I wouldn’t say that. After all, you have conned me.

Victor was locked up in the Federal House of Detention in New York City, a building the governor proudly touted as escape-proof. Naturally, the day before his trial the guards checked Victor’s cell and found that he had vanished. He had stolen enough bedsheets (which he realised weren’t counted) to fashion a rope, and stolen a pair of wirecutters. These he used to cut through the screen in a washroom and get out of a window, where he distracted spectators by pretending to be a window cleaner. It was a daring and audacious escape, but it was all for nothing as he was recaptured less than a month later in Pittsburgh.

Vixtor Lustig - headstuff.org
The photo from Victor’s rap sheet, with the moustache he wore as a disguise. Source

Victor initially pleaded not guilty, but William Watts had also been captured in September. Watts turned states’ evidence, and his testimony against Victor was damning. [4] Midway through the trial, Victor changed his plea to guilty. He was sentenced to 20 years in prison, and sent to Alcatraz Island. In the end he served less than 12 – he died in 1947, of either a brain tumour or of complications from pneumonia. Either way, it was an ignominious end for the one-time King of the Con Men.

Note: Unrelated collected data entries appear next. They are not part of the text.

//! FROM_GLC catalog snapshots.
//!
//! A snapshot is the flat JSON array of `{id, name, ...}` objects returned by
//! the data-starcloud directory API. Snapshots are loaded once and indexed
//! into a [`CatalogIndex`] before any tile lookup happens.

use crate::{Result, SourceError};
use serde::de::{self, Deserializer};
use serde::{Deserialize, Serialize};
use std::collections::HashMap;
use std::fs;
use std::path::Path;
use tracing::debug;

/// One file in a catalog snapshot.
#[derive(Debug, Clone, PartialEq, Eq, Serialize, Deserialize)]
pub struct CatalogEntry {
    /// Download identifier. The API returns it as a number or a string.
    #[serde(deserialize_with = "id_as_string")]
    pub id: String,
    /// File name.
    pub name: String,
}

impl CatalogEntry {
    /// Create an entry.
    pub fn new(id: impl Into<String>, name: impl Into<String>) -> Self {
        Self {
            id: id.into(),
            name: name.into(),
        }
    }
}

fn id_as_string<'de, D: Deserializer<'de>>(deserializer: D) -> std::result::Result<String, D::Error> {
    #[derive(Deserialize)]
    #[serde(untagged)]
    enum RawId {
        Text(String),
        Unsigned(u64),
        Signed(i64),
    }

    match RawId::deserialize(deserializer) {
        Ok(RawId::Text(s)) => Ok(s),
        Ok(RawId::Unsigned(n)) => Ok(n.to_string()),
        Ok(RawId::Signed(n)) => Ok(n.to_string()),
        Err(_) => Err(de::Error::custom("catalog id must be a string or an integer")),
    }
}

/// A loaded catalog snapshot.
#[derive(Debug, Clone, Default, PartialEq, Eq)]
pub struct Catalog {
    entries: Vec<CatalogEntry>,
}

impl Catalog {
    /// Wrap a list of entries.
    pub fn new(entries: Vec<CatalogEntry>) -> Self {
        Self { entries }
    }

    /// Parse a snapshot from JSON text.
    pub fn from_json_str(text: &str) -> Result<Self> {
        let entries: Vec<CatalogEntry> = serde_json::from_str(text)?;
        Ok(Self { entries })
    }

    /// Load a snapshot file.
    pub fn load(path: &Path) -> Result<Self> {
        let text = fs::read_to_string(path)?;
        let catalog = Self::from_json_str(&text).map_err(|e| SourceError::CatalogFormat {
            path: path.to_path_buf(),
            reason: e.to_string(),
        })?;
        debug!(path = %path.display(), entries = catalog.len(), "loaded catalog snapshot");
        Ok(catalog)
    }

    /// Write the snapshot as a pretty-printed JSON array.
    pub fn save(&self, path: &Path) -> Result<()> {
        if let Some(parent) = path.parent() {
            if !parent.as_os_str().is_empty() {
                fs::create_dir_all(parent)?;
            }
        }
        let text = serde_json::to_string_pretty(&self.entries)?;
        fs::write(path, text)?;
        Ok(())
    }

    /// All entries in snapshot order.
    pub fn entries(&self) -> &[CatalogEntry] {
        &self.entries
    }

    /// Number of entries.
    pub fn len(&self) -> usize {
        self.entries.len()
    }

    /// Whether the snapshot has no entries.
    pub fn is_empty(&self) -> bool {
        self.entries.is_empty()
    }
}

/// Parse the WRS-2 `(path, row)` pair from a Landsat 5 scene name.
///
/// The first `_`-separated token looks like `L5119038...`: two characters
/// of sensor prefix, a three-digit path, then the row.
pub fn landsat_path_row(name: &str) -> Option<(u32, u32)> {
    let token = name.split('_').next()?;
    let digits = token.get(2..)?;
    let path = digits.get(..3)?.parse().ok()?;
    let row = digits.get(3..)?.parse().ok()?;
    Some((path, row))
}

/// Key used to join WRS-2 footprints against the 2010 catalog.
pub fn path_row_key(path: u32, row: u32) -> String {
    format!("{path}_{row}")
}

/// Lookup table from a derived key to catalog entries, in snapshot order.
#[derive(Debug, Clone, Default)]
pub struct CatalogIndex {
    by_key: HashMap<String, Vec<CatalogEntry>>,
}

impl CatalogIndex {
    /// Index Landsat 5 scenes (names starting with `L5`, any case) by
    /// `{path}_{row}`. Names whose path/row cannot be parsed are skipped.
    pub fn by_path_row(catalog: &Catalog) -> Self {
        let mut by_key: HashMap<String, Vec<CatalogEntry>> = HashMap::new();
        for entry in catalog.entries() {
            let is_landsat5 = entry
                .name
                .get(..2)
                .is_some_and(|prefix| prefix.eq_ignore_ascii_case("l5"));
            if !is_landsat5 {
                continue;
            }
            match landsat_path_row(&entry.name) {
                Some((path, row)) => by_key
                    .entry(path_row_key(path, row))
                    .or_default()
                    .push(entry.clone()),
                None => debug!(name = %entry.name, "unparsable Landsat scene name"),
            }
        }
        Self { by_key }
    }

    /// Index entries by exact file name.
    pub fn by_name(catalog: &Catalog) -> Self {
        let mut by_key: HashMap<String, Vec<CatalogEntry>> = HashMap::new();
        for entry in catalog.entries() {
            by_key.entry(entry.name.clone()).or_default().push(entry.clone());
        }
        Self { by_key }
    }

    /// Entries stored under `key`.
    pub fn get(&self, key: &str) -> Option<&[CatalogEntry]> {
        self.by_key.get(key).map(Vec::as_slice)
    }

    /// First entry stored under `key`.
    pub fn first(&self, key: &str) -> Option<&CatalogEntry> {
        self.get(key).and_then(|entries| entries.first())
    }

    /// Number of distinct keys.
    pub fn len(&self) -> usize {
        self.by_key.len()
    }

    /// Whether the index has no keys.
    pub fn is_empty(&self) -> bool {
        self.by_key.is_empty()
    }
}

Images via wikimedia except where stated.

[1] Or so he’d have us believe, at any rate. When you’re dealing with a professional liar, it may be prudent to take this – and almost everything else in this article, to be honest – with a larger than usual pinch of salt.

[2] The etymology is uncertain, but it’s at least probably more accurate than the English calling them “Egyptians”.

[3] A sheer coincidence, as the Oscar-winning actor of the same name wouldn’t be born for another nine years.

[4] Ironically if Victor hadn’t escaped he might have had a better chance at trial before Watts was captured.